INSTRUCTIONS TO FOLLOW
Copy out each line in the material below that has the word "args".
★ ★ ★ ★ ★ ★ ★
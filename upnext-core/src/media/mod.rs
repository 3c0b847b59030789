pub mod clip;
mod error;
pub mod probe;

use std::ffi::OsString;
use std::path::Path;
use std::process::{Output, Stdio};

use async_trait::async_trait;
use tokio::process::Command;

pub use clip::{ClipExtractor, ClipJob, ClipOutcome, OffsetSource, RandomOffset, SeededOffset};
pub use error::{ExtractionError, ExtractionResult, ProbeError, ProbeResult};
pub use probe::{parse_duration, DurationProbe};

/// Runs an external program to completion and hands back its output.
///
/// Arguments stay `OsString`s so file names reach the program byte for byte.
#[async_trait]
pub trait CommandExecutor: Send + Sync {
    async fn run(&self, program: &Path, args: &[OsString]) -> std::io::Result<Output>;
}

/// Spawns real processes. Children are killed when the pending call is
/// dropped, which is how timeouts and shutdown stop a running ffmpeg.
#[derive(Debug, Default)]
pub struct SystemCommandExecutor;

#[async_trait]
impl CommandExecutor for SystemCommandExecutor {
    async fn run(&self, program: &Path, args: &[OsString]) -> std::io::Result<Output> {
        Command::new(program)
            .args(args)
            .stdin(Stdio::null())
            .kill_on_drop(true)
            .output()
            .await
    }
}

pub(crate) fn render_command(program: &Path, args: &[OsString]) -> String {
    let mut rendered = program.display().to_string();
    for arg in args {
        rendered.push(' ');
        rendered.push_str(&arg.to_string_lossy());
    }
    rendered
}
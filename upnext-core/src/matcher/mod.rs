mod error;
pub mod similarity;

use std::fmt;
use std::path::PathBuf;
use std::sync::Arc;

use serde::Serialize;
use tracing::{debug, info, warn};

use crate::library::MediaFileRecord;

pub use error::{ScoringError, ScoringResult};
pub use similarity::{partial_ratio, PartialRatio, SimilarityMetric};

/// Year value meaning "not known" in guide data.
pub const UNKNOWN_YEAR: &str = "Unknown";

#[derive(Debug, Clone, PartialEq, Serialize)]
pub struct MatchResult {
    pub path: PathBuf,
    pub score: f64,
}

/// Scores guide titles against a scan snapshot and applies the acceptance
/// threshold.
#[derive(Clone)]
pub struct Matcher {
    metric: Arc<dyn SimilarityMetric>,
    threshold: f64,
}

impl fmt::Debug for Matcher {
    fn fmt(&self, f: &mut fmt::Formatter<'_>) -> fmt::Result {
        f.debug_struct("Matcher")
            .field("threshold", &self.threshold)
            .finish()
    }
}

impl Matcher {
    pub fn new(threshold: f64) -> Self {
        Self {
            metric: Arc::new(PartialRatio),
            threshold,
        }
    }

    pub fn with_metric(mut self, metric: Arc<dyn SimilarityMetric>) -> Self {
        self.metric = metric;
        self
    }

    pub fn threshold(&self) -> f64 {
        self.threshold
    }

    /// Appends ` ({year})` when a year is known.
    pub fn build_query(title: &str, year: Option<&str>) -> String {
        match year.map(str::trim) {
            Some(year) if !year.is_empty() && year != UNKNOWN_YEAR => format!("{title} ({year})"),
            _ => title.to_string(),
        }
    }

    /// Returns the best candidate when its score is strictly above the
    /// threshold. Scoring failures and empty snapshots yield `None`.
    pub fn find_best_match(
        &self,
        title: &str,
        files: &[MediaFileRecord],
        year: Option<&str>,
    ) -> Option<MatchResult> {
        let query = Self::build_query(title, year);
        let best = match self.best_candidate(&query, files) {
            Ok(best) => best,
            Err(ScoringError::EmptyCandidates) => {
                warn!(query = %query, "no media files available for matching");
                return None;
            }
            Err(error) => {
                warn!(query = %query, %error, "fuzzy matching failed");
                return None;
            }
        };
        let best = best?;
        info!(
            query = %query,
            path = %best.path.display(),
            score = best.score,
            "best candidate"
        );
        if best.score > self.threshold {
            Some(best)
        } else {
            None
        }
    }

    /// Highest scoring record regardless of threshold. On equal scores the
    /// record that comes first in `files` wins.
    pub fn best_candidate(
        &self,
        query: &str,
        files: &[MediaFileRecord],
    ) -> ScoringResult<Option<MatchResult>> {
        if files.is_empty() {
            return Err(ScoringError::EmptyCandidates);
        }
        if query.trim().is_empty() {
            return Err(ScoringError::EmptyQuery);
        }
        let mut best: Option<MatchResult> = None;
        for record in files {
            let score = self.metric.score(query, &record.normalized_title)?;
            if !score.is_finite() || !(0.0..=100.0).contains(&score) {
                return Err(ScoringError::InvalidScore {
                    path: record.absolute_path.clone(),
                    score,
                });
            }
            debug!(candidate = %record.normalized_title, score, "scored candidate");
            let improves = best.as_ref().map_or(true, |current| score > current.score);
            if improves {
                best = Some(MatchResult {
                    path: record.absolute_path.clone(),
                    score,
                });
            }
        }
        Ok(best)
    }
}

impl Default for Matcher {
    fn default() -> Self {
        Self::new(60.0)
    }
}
★ ★ ★ ★ ★ ★ ★
OUTPUT BELOW
    async fn run(&self, program: &Path, args: &[OsString]) -> std::io::Result<Output>;
    async fn run(&self, program: &Path, args: &[OsString]) -> std::io::Result<Output> {
            .args(args)
pub(crate) fn render_command(program: &Path, args: &[OsString]) -> String {
    for arg in args {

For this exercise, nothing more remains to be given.